In June 2021, California and Louisiana were the only states supporting the SMART Health Cards framework. New York delivered an upgrade to its Excelsior Pass in July that gave every vaccinated New York resident access to a SMART Health Card, and earlier this week, Hawaii announced that they are now issuing SMART Health Cards for vaccinated Hawaiians. In addition, anyone vaccinated at a CVS pharmacy, a Walmart or Sam’s Club Pharmacy, or any health system that uses Epic or Cerner as their electronic health record system can now access a SMART Health Card.
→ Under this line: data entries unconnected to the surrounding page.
//! Reads the monitoring table and the coordinate reference table and left-joins
//! them on site name.

use crate::records::columns::{
    joined_column_names, ColumnMapping, CoordinateColumns, COLLECTED_AT, LATITUDE, LONGITUDE,
    SITE_NAME, SPECIES_NAME, UNITS, VALUE,
};
use crate::records::dataset::{JoinedDataset, LoadReport};
use crate::records::dates::normalize_date_column;
use crate::records::error::LoadError;
use crate::records::source::{read_table, require_column, SourceTable};
use log::{debug, info, warn};
use polars::prelude::*;
use serde::Serialize;
use std::collections::HashSet;
use std::path::Path;

const ROW_INDEX: &str = "__row_index";

/// Loads and joins the two source tables.
///
/// The coordinate table is mandatory: without it nothing can be placed on a map,
/// so its absence is a [`LoadError`]. The primary table is not: when it is
/// missing or empty an empty [`JoinedDataset`] is returned and
/// [`LoadReport::primary_missing`] is set.
///
/// When a site appears more than once in the coordinate table, the first
/// occurrence in source order wins.
#[derive(Debug, Clone, PartialEq, Eq, Hash, Serialize)]
pub struct RecordLoader {
    columns: ColumnMapping,
    coordinate_columns: CoordinateColumns,
    default_units: String,
}

impl Default for RecordLoader {
    fn default() -> Self {
        Self::new(
            ColumnMapping::default(),
            CoordinateColumns::default(),
            crate::records::columns::DEFAULT_UNITS,
        )
    }
}

impl RecordLoader {
    pub fn new(
        columns: ColumnMapping,
        coordinate_columns: CoordinateColumns,
        default_units: impl Into<String>,
    ) -> Self {
        Self {
            columns,
            coordinate_columns,
            default_units: default_units.into(),
        }
    }

    pub fn columns(&self) -> &ColumnMapping {
        &self.columns
    }

    pub fn coordinate_columns(&self) -> &CoordinateColumns {
        &self.coordinate_columns
    }

    pub fn default_units(&self) -> &str {
        &self.default_units
    }

    /// Reads both sources and returns the joined dataset.
    ///
    /// # Errors
    ///
    /// * [`LoadError::CoordinatesMissing`] / [`LoadError::CoordinatesEmpty`] when the
    ///   coordinate table is absent or has no complete rows.
    /// * [`LoadError::MissingColumn`] when either table lacks a required column.
    /// * [`LoadError::UnsupportedFormat`] / [`LoadError::SourceParse`] when a table
    ///   cannot be read at all.
    pub fn load(&self, records: &Path, coordinates: &Path) -> Result<JoinedDataset, LoadError> {
        let coordinates = self.load_coordinates(coordinates)?;

        let raw = match read_table(records)? {
            SourceTable::Loaded(frame) => frame,
            SourceTable::Missing | SourceTable::Empty => {
                warn!(
                    "No monitoring records available at {:?}, continuing with an empty dataset",
                    records
                );
                return Ok(JoinedDataset::empty(LoadReport {
                    primary_missing: true,
                    ..Default::default()
                }));
            }
        };

        let (normalized, mut report) = self.normalize_records(&raw, records)?;
        if raw.height() == 0 {
            warn!(
                "Monitoring table {:?} has a header but no records, continuing with an empty dataset",
                records
            );
            return Ok(JoinedDataset::empty(LoadReport {
                primary_missing: true,
                ..report
            }));
        }
        let expected_rows = normalized.height();

        let joined = normalized
            .lazy()
            .with_row_index(ROW_INDEX, None)
            .with_column(col(UNITS).fill_null(lit(self.default_units.clone())))
            .left_join(coordinates.lazy(), col(SITE_NAME), col(SITE_NAME))
            .sort([ROW_INDEX], SortMultipleOptions::default())
            .select(joined_column_names().map(col))
            .collect()?;

        debug_assert_eq!(joined.height(), expected_rows);
        report.without_coordinates = joined.column(LATITUDE)?.null_count();

        info!(
            "Loaded {} monitoring records from {:?} ({} without coordinates, {} bad dates, {} missing sites)",
            joined.height(),
            records,
            report.without_coordinates,
            report.dropped_bad_dates,
            report.dropped_missing_site
        );
        Ok(JoinedDataset::new(joined, report))
    }

    /// Reads the coordinate table into `site_name`, `latitude`, `longitude` with
    /// one row per site.
    fn load_coordinates(&self, path: &Path) -> Result<DataFrame, LoadError> {
        let raw = match read_table(path)? {
            SourceTable::Loaded(frame) => frame,
            SourceTable::Missing => return Err(LoadError::CoordinatesMissing(path.to_path_buf())),
            SourceTable::Empty => return Err(LoadError::CoordinatesEmpty(path.to_path_buf())),
        };
        let names = &self.coordinate_columns;
        let sites = require_column(&raw, path, &names.site_name)?.cast(&DataType::String)?;
        let latitudes = require_column(&raw, path, &names.latitude)?.cast(&DataType::Float64)?;
        let longitudes = require_column(&raw, path, &names.longitude)?.cast(&DataType::Float64)?;

        let site_ca = sites.str()?;
        let lat_ca = latitudes.f64()?;
        let lon_ca = longitudes.f64()?;

        let mut seen = HashSet::new();
        let mut duplicates = 0usize;
        let keep: Vec<bool> = (0..raw.height())
            .map(|idx| {
                let complete = lat_ca.get(idx).is_some() && lon_ca.get(idx).is_some();
                match site_ca.get(idx) {
                    Some(site) if complete && !site.trim().is_empty() => {
                        let first = seen.insert(site.to_string());
                        if !first {
                            duplicates += 1;
                        }
                        first
                    }
                    _ => false,
                }
            })
            .collect();
        if duplicates > 0 {
            warn!(
                "Coordinate table {:?} lists {} duplicate site rows; keeping the first occurrence of each",
                path, duplicates
            );
        }

        let frame = DataFrame::new(vec![
            sites.with_name(SITE_NAME.into()),
            latitudes.with_name(LATITUDE.into()),
            longitudes.with_name(LONGITUDE.into()),
        ])?
        .filter(&BooleanChunked::from_slice("keep".into(), &keep))?;

        if frame.height() == 0 {
            return Err(LoadError::CoordinatesEmpty(path.to_path_buf()));
        }
        debug!("Loaded coordinates for {} sites from {:?}", frame.height(), path);
        Ok(frame)
    }

    /// Renames and types the primary table's columns and drops rows without a
    /// site or a parseable date.
    fn normalize_records(
        &self,
        raw: &DataFrame,
        path: &Path,
    ) -> Result<(DataFrame, LoadReport), LoadError> {
        let names = &self.columns;
        let sites = require_column(raw, path, &names.site_name)?.cast(&DataType::String)?;
        let date_column = require_column(raw, path, &names.collected_at)?;
        let species = require_column(raw, path, &names.species_name)?.cast(&DataType::String)?;
        let values = require_column(raw, path, &names.value)?.cast(&DataType::Float64)?;
        let units = match raw.column(&names.units) {
            Ok(column) => column.cast(&DataType::String)?,
            Err(_) => {
                debug!(
                    "No '{}' column in {:?}, every record gets '{}'",
                    names.units, path, self.default_units
                );
                Series::full_null(UNITS.into(), raw.height(), &DataType::String).into_column()
            }
        };
        let dates = normalize_date_column(date_column)?;

        let mut report = LoadReport {
            rows_read: raw.height(),
            ..Default::default()
        };
        let site_ca = sites.str()?;
        let keep: Vec<bool> = dates
            .iter()
            .enumerate()
            .map(|(idx, date)| {
                let has_site = site_ca.get(idx).is_some_and(|s| !s.trim().is_empty());
                if !has_site {
                    report.dropped_missing_site += 1;
                    false
                } else if date.is_none() {
                    report.dropped_bad_dates += 1;
                    false
                } else {
                    true
                }
            })
            .collect();
        if report.dropped_bad_dates > 0 {
            warn!(
                "Dropped {} rows with unparseable '{}' values from {:?}",
                report.dropped_bad_dates, names.collected_at, path
            );
        }

        let frame = DataFrame::new(vec![
            sites.with_name(SITE_NAME.into()),
            DateChunked::from_naive_date_options(COLLECTED_AT.into(), dates).into_column(),
            species.with_name(SPECIES_NAME.into()),
            values.with_name(VALUE.into()),
            units.with_name(UNITS.into()),
        ])?
        .filter(&BooleanChunked::from_slice("keep".into(), &keep))?;

        Ok((frame, report))
    }
}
As more states implement a system similar to what is available in California, Louisiana, New York, and Hawaii, many Americans will have access to a digital vaccination record that can be used anywhere digital records are issued and accepted. This is convenient for residents and tourists who no longer need to carry their CDC cards. It also standardizes the process for businesses and employers who want to verify vaccination records.

 Who this is for

As we shared previously, California’s Digital Vaccine Record implements the SMART Health Card framework, built on an open-source framework. The code we’re releasing today is everything we built to provide a front-end form that lets California residents submit a request for their digital vaccine record and a middle tier that passes those queries to the back end (in our case, a Snowflake instance). If there’s a match, the middle tier returns a SMART Health Card-formatted QR code and the individual’s name and vaccination information.

Every state in the United States operates its own immunization registry. If a state is interested in offering a service similar to what we launched in California, it can take our code, connect it to its own back end, and generate digital vaccine records for its residents. This won’t be plug-and-play, exactly—it will still require some work to make the connection between the middle tier and the state’s back end—but we hope it will save states some time.

How to get started

Find linked the repositories for the UI, the middle-tier API, and the QR code generation. Each repository has a “readme” file that should provide sufficient info to get started; once the immunization registry back end (or a snapshot of that database in a separate back end to serve digital vaccine record requests) delivers a JSON payload to the API, a state should be able to deliver digital vaccination records to residents requesting them.

Keep in touch!

We’re happy to answer any questions other states may have as they explore deploying this in their own environments. Hit us up on Twitter at @CADeptTech or submit an issue on GitHub.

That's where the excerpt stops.